Spirit week left Italian exchange students with lasting impression of American high school
A girl with neon pink leggings, a floral print green dress, gold fairy wings and red rain boots darts quickly through the SAC toward a group of her friends, who are all clad in equally outrageous apparel. Blair Boulevard is alive with decorations of the board games Life, Clue, Candyland and Monopoly. On the way to class one might pass a paper mountain or a giant crossword puzzle on the walls of the hallways. This was the start of spirit week 2006, in which Blair students eagerly anticipated and embraced, while 11 teenage visitors to America stood amid the enthusiasm and chaos in awe.
As Blair students took full advantage of the opportunity to flaunt crazy outfits that would have been prohibited on any other school day, 11 Italian foreign exchange students watched as the antics of spirit week unfolded with utter surprise. These 11 Italian students, one boy and 10 girls, visited Blair from Oct. 9 to the 19th from the Liceo Giodano Bruno High School in Rome, organized through Blair's International Studies Academy. For these teens, spirit week at Blair was their first glimpse at an American high school, and they will never forget it.
Really reality TV?
On television, American high school is generally portrayed as a carefree environment where excitement and drama are in store for even the dreariest Monday mornings. The exchange students, whose first impression of American high school was formulated during spirit week at Blair, found many comparisons between real high school and its media portrayal.

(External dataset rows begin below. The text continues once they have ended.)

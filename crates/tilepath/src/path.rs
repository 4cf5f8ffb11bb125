use std::collections::VecDeque;
use std::fmt;

use tilepath_core::Point;

use crate::traits::TileMap;

/// An ordered route of cells, first the start and last the target.
///
/// Steps compare by coordinate, so [`contains`](Self::contains) answers
/// whether a cell lies anywhere on the route.
#[derive(Debug, Clone, Default, PartialEq, Eq)]
#[cfg_attr(feature = "serde", derive(serde::Serialize, serde::Deserialize))]
#[cfg_attr(feature = "serde", serde(transparent))]
pub struct Path {
    steps: VecDeque<Point>,
}

impl Path {
    /// Create an empty path.
    pub fn new() -> Self {
        Self::default()
    }

    /// Number of steps, endpoints included. A single-cell path has length 1.
    #[inline]
    pub fn len(&self) -> usize {
        self.steps.len()
    }

    #[inline]
    pub fn is_empty(&self) -> bool {
        self.steps.is_empty()
    }

    /// Number of moves, i.e. `len() - 1` for a non-empty path.
    #[inline]
    pub fn hops(&self) -> usize {
        self.steps.len().saturating_sub(1)
    }

    /// The step at `index`, or `None` past the end.
    #[inline]
    pub fn step(&self, index: usize) -> Option<Point> {
        self.steps.get(index).copied()
    }

    /// X coordinate of the step at `index`.
    #[inline]
    pub fn x(&self, index: usize) -> Option<i32> {
        self.step(index).map(|p| p.x)
    }

    /// Y coordinate of the step at `index`.
    #[inline]
    pub fn y(&self, index: usize) -> Option<i32> {
        self.step(index).map(|p| p.y)
    }

    #[inline]
    pub fn first(&self) -> Option<Point> {
        self.steps.front().copied()
    }

    #[inline]
    pub fn last(&self) -> Option<Point> {
        self.steps.back().copied()
    }

    /// Add a step to the end of the path.
    pub fn append_step(&mut self, p: Point) {
        self.steps.push_back(p);
    }

    /// Add a step to the front of the path.
    pub fn prepend_step(&mut self, p: Point) {
        self.steps.push_front(p);
    }

    /// Whether the cell `p` is one of the steps.
    pub fn contains(&self, p: Point) -> bool {
        self.steps.contains(&p)
    }

    /// All steps, start first.
    #[inline]
    pub fn steps(&self) -> &VecDeque<Point> {
        &self.steps
    }

    /// Iterate over the steps from start to target.
    pub fn iter(&self) -> impl DoubleEndedIterator<Item = Point> + ExactSizeIterator + '_ {
        self.steps.iter().copied()
    }

    /// Total movement cost of the route on `map`, with the first step as the
    /// mover context.
    pub fn cost<M: TileMap + ?Sized>(&self, map: &M) -> f32 {
        let Some(mover) = self.first() else {
            return 0.0;
        };
        self.iter()
            .zip(self.iter().skip(1))
            .map(|(from, to)| map.cost(mover, from, to))
            .sum()
    }
}

impl FromIterator<Point> for Path {
    fn from_iter<I: IntoIterator<Item = Point>>(iter: I) -> Self {
        Self {
            steps: iter.into_iter().collect(),
        }
    }
}

impl From<Path> for Vec<Point> {
    fn from(path: Path) -> Self {
        path.steps.into()
    }
}

impl<'a> IntoIterator for &'a Path {
    type Item = Point;
    type IntoIter = std::iter::Copied<std::collections::vec_deque::Iter<'a, Point>>;

    fn into_iter(self) -> Self::IntoIter {
        self.steps.iter().copied()
    }
}

impl fmt::Display for Path {
    fn fmt(&self, f: &mut fmt::Formatter<'_>) -> fmt::Result {
        for (i, p) in self.steps.iter().enumerate() {
            if i > 0 {
                f.write_str(" -> ")?;
            }
            write!(f, "{p}")?;
        }
        Ok(())
    }
}


#[cfg(all(test, feature = "serde"))]
mod serde_tests {
    use super::*;

    #[test]
    fn path_serializes_as_step_list() {
        let path: Path = [Point::new(0, 0), Point::new(1, 0)].into_iter().collect();
        let json = serde_json::to_string(&path).unwrap();
        assert_eq!(json, r#"[{"x":0,"y":0},{"x":1,"y":0}]"#);
        let back: Path = serde_json::from_str(&json).unwrap();
        assert_eq!(back, path);
    }
}
//! Depth-bounded A* pathfinding for tile-based maps.
//!
//! The search engine is [`AStarPathFinder`]: it owns a per-cell node table
//! sized to the map, resets it on every query, and expands cells best-first
//! by `cost + heuristic` until the target is reached, the frontier runs dry,
//! or the configured search depth is exhausted.
//!
//! ```
//! use tilepath::{AStarPathFinder, TileMap};
//! use tilepath_core::Point;
//!
//! struct Open;
//!
//! impl TileMap for Open {
//!     fn width_in_tiles(&self) -> i32 { 5 }
//!     fn height_in_tiles(&self) -> i32 { 5 }
//!     fn blocked(&self, _p: Point) -> bool { false }
//! }
//!
//! let mut finder = AStarPathFinder::new(Open, 20, false).unwrap();
//! let path = finder
//!     .find_path(Point::new(0, 0), Point::new(3, 2))
//!     .unwrap()
//!     .expect("open grid is always connected");
//! assert_eq!(path.len(), 6);
//! ```
//!
//! # Trait seams
//!
//! | Trait | Role |
//! |---|---|
//! | [`TileMap`] | Bounds, blocking, step cost and the visited hook |
//! | [`Heuristic`] | Remaining-cost estimate guiding the search |
//! | [`PathFinder`] | The query surface hosts program against |

mod distance;
mod error;
mod finder;
mod frontier;
mod heuristic;
mod neighbors;
mod node;
mod path;
mod traits;

pub use distance::{chebyshev, manhattan};
pub use error::PathError;
pub use finder::{AStarPathFinder, FinderConfig, SearchOutcome, SearchStats};
pub use heuristic::{ChebyshevHeuristic, ClosestHeuristic, Heuristic, NullHeuristic};
pub use neighbors::Movement;
pub use path::Path;
pub use traits::{PathFinder, TileMap};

For Claudia La Barbera, American high school was surprisingly similar to what she thought it would be like based on movies and television. On her first day at Blair, which was also pajama/formal day and the first day of spirit week, she said she was pleasantly surprised by the school spirit. "It was so funny and amazing. I was so surprised at the participation by the students."
Despite the drastic cultural differences that La Barbers encountered at Blair, she saw a few traces of Italy in unexpected places. "The pep rally was kind of like a soccer stadium in Italy with all of the people screaming and cheering, except not quite as loud," La Barbera said.
Isabella Carucci, a junior who is visiting Blair for the entire school year was humored by the antics of spirit week and events such as the pep really. "I found it extremely weird and funny. Everybody seemed to be screaming without a reason," she said. Carucci noted that there was a change in students' behavior as the week continued, as theclothes and festivities brought with them an entertaining rowdiness in her American peers in and out of classes.
During spirit week, the exchange students encountered many first-time experiences. For La Barbera, the homecoming football game was the first and last one she would attend. Although she was amused by her observation that the game was quite similar to typical images of American high school on television, she found the actual experience to be dull and cold rather than thrilling.
For Blair students who hosted the exchange students, the exchange was fascinating and fulfilling. Junior Lily Naden, whose family volunteered to host La Barbera during her stay in America, said that there was a lot to be learned from her international housemate, La Barbera, who became her friend over her 10 day stay.
Among the aspects of Italian culture that Naden learned from La Barbera, the differences in education were most notable. "In Italy, she told me that kids chose their career paths at age 13. You have two years to change your path, but after that, it is permanent and decides where you go to college and what career you chose," Naden says.
Naden learned that the intensity in Italian schooling extends to class environments and schedules. "Claudia was surprised that I took an arts class and a music class in the same day," Naden says of La Barbera's reaction to an average school day, because in Italy all high school classes are focused around the students' career choice.
Naden describes La Barbera as being ecstatic with anticipation at the new experiences that she embraced at Blair. "She was utterly shocked, but she absolutely loved it, and she really got into it throughout the week," Naden says. Throughout the week, Naden helped her housemate participate in the spirit days, as she recalls helping La Barbera make her own costume for Adventure Day.
Though their stay lasted little over a week, the Italian foreign exchange students learned much about American culture and in return taught Blair students much about their Italian heritage during their time at Blair, or, "the little city," as La Barbera referred to it, "pajamas, pirate costumes and all."